The leading role of the SUS, even though its performance takes place under precarious conditions that put hundreds of its professionals at risk of illness and death, has positively impacted thousands of lives. This paradoxical condition makes it clear that there is no possibility to build strategies to comply with the constitutional mandate of Health with the Right of All and State Duty without a thorough assessment of the challenges and impacts caused by the Covid-19 pandemic.

The Unified Health System proved to be fundamental for saving lives, for the health and well-being of the Brazilian population. The universal access provided by the SUS among us contrasts with what we see in the experience of other countries, particularly in the United States, where, without a public system, many citizens with symptoms of Covid-19 escape treatment, die at home and on the streets for fear of exorbitant expenses to pay for their health care from their own pockets. It is the SUS that sustains health as a right for all.

A population’s health is the product of its political accumulation and results from social, economic and cultural determination; and, from that perspective, the realization of the universal right to health, as achieved in the Federal Constitution, depends, centrally, on social democracy aimed at reducing those inequalities. The SUS, as a public and universal system, is part of this complex condition required for the right to health. However, it is worth noting that the universal and quality health objectives that are essential for the consolidation of the SUS face barriers, interests and contradictions within the very model of the State, in society, in democracy and in the country’s development project. Health is under the eyes of the private sector, which intends to transform health care, attention and assistance into merchandise - and, once again, a health emergency situation has shown us that health cannot be a commodity, in which only those who are wealthy can have access. Otherwise, the result is barbarism.
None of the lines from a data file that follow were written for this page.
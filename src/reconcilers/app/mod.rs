// Copyright (c) 2025 Erick Bourgeois, firestoned
// SPDX-License-Identifier: MIT

//! Reconciliation of `App` CRs.
//!
//! One reconciliation drives the resource chain over a fresh
//! [`ReconcileCtx`]:
//!
//! ```text
//! catalog -> clients -> configmap -> secret -> chart -> status
//! ```
//!
//! The create/update sweep runs units in declared order; the delete sweep
//! runs the setup units first (they only populate the context) and then the
//! writing units in reverse, so the Chart disappears before the config it
//! references. A unit can cancel the remainder of the chain without raising
//! an error; the engine then stops the sweep and, on deletion, keeps the
//! finalizer for the next attempt.
//!
//! A paused or cordoned App runs only the observing units, so its status
//! stays fresh while nothing is written.

pub mod catalog;
pub mod chart;
pub mod clients;
pub mod configmap;
pub mod secret;
pub mod status;
pub mod types;

#[allow(clippy::wildcard_imports)]
use self::types::*;

use crate::reconcilers::finalizers;
use self::catalog::CatalogResource;
use self::chart::ChartResource;
use self::clients::ClientsResource;
use self::configmap::ConfigMapResource;
use self::secret::SecretResource;
use self::status::StatusResource;

/// Units resolving context state; they never write derived objects.
fn setup_units() -> Vec<Box<dyn AppResource>> {
    vec![Box::new(CatalogResource), Box::new(ClientsResource)]
}

/// Units owning derived objects, in create order.
fn crud_units(ctx: &Context) -> Vec<Box<dyn AppResource>> {
    vec![
        Box::new(Crud(ConfigMapResource::new(&ctx.settings))),
        Box::new(Crud(SecretResource::new(&ctx.settings))),
        Box::new(Crud(ChartResource::new(&ctx.settings))),
    ]
}

/// Reconcile one App: create/update sweep, or delete sweep when the App
/// carries a deletion timestamp.
///
/// # Errors
///
/// Returns the first unit error; chain cancellations are not errors.
pub async fn reconcile_app(ctx: &Context, app: &App) -> Result<()> {
    let mut rctx = ReconcileCtx::default();

    if key::is_deleted(app) {
        delete_app(ctx, &mut rctx, app).await
    } else {
        create_or_update_app(ctx, &mut rctx, app).await
    }
}

/// The create/update sweep.
async fn create_or_update_app(ctx: &Context, rctx: &mut ReconcileCtx, app: &App) -> Result<()> {
    let suspended = is_suspended(app);

    if suspended {
        info!(
            "app {:?} is paused or cordoned, only observing status",
            app.name_any()
        );
    } else {
        finalizers::ensure_finalizer(&ctx.client, app).await?;
    }

    let mut units = setup_units();
    units.extend(crud_units(ctx));
    units.push(Box::new(StatusResource::new(&ctx.settings)));

    run_sweep(ctx, rctx, app, units, suspended, Sweep::CreateUpdate).await
}

/// The delete sweep. The finalizer comes off only when every step finished
/// without error and without cancellation.
async fn delete_app(ctx: &Context, rctx: &mut ReconcileCtx, app: &App) -> Result<()> {
    info!("app {:?} is being deleted", app.name_any());

    let mut units = setup_units();
    let mut crud = crud_units(ctx);
    crud.reverse();
    units.extend(crud);
    units.push(Box::new(StatusResource::new(&ctx.settings)));

    run_sweep(ctx, rctx, app, units, false, Sweep::Delete).await?;

    if rctx.chain_canceled() {
        debug!(
            "delete sweep for app {:?} was canceled, keeping finalizer",
            app.name_any()
        );
        return Ok(());
    }

    finalizers::remove_finalizer(&ctx.client, app).await
}

#[derive(Clone, Copy, Debug, PartialEq)]
enum Sweep {
    CreateUpdate,
    Delete,
}

async fn run_sweep(
    ctx: &Context,
    rctx: &mut ReconcileCtx,
    app: &App,
    units: Vec<Box<dyn AppResource>>,
    suspended: bool,
    sweep: Sweep,
) -> Result<()> {
    for unit in units {
        if suspended && !unit.observes_while_suspended() {
            debug!("app is suspended, skipping resource {:?}", unit.name());
            continue;
        }

        let result = match sweep {
            Sweep::CreateUpdate => unit.ensure_created(ctx, rctx, app).await,
            Sweep::Delete => unit.ensure_deleted(ctx, rctx, app).await,
        };

        if let Err(err) = result {
            crate::metrics::record_error(crate::constants::KIND_APP, err.kind());
            warn!(
                "resource {:?} failed for app {:?}: {}",
                unit.name(),
                app.name_any(),
                err
            );
            return Err(err);
        }

        rctx.finish_resource();

        if rctx.chain_canceled() {
            debug!(
                "resource {:?} canceled the remaining chain for app {:?}",
                unit.name(),
                app.name_any()
            );
            crate::metrics::record_reconciliation_canceled(crate::constants::KIND_APP);
            break;
        }
    }

    Ok(())
}

/// Whether the create/update sweep is suspended for this App.
#[must_use]
pub fn is_suspended(app: &App) -> bool {
    key::is_paused(app) || key::is_app_cordoned(app)
}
The measures to weaken and even make the SUS unviable are varied, but the blows on its funding, which compromise the SUS’s ability to provide adequate and timely care to health needs, are the death sentence for hundreds of thousands of Brazilians over the next years, with or without a pandemic.

And what will become of tomorrow?

Capitalism of overconsumption of the wealthy classes has serious consequences for the survival of humanity itself, by transforming the State into a company serving the interests of the market and capital owners. The unrestrained and State-protected environmental degradation is the product of the inconsequence of the race for profit and, affecting people’s mentalities, dismantles the civilizing values of solidarity and collectivism that are at the origin of the production of this health crisis that entails all the characteristics of a pandemic of class, of gender and of race33 Harvey D. Política Anticapitalista em tempos de coronavírus [internet]. [acesso em 2020 jun 15]. Disponível em: https://blogdaboitempo.com.br/2020/03/24/david-harvey-politica-anticapitalista-em-tempos-de-coronavirus/.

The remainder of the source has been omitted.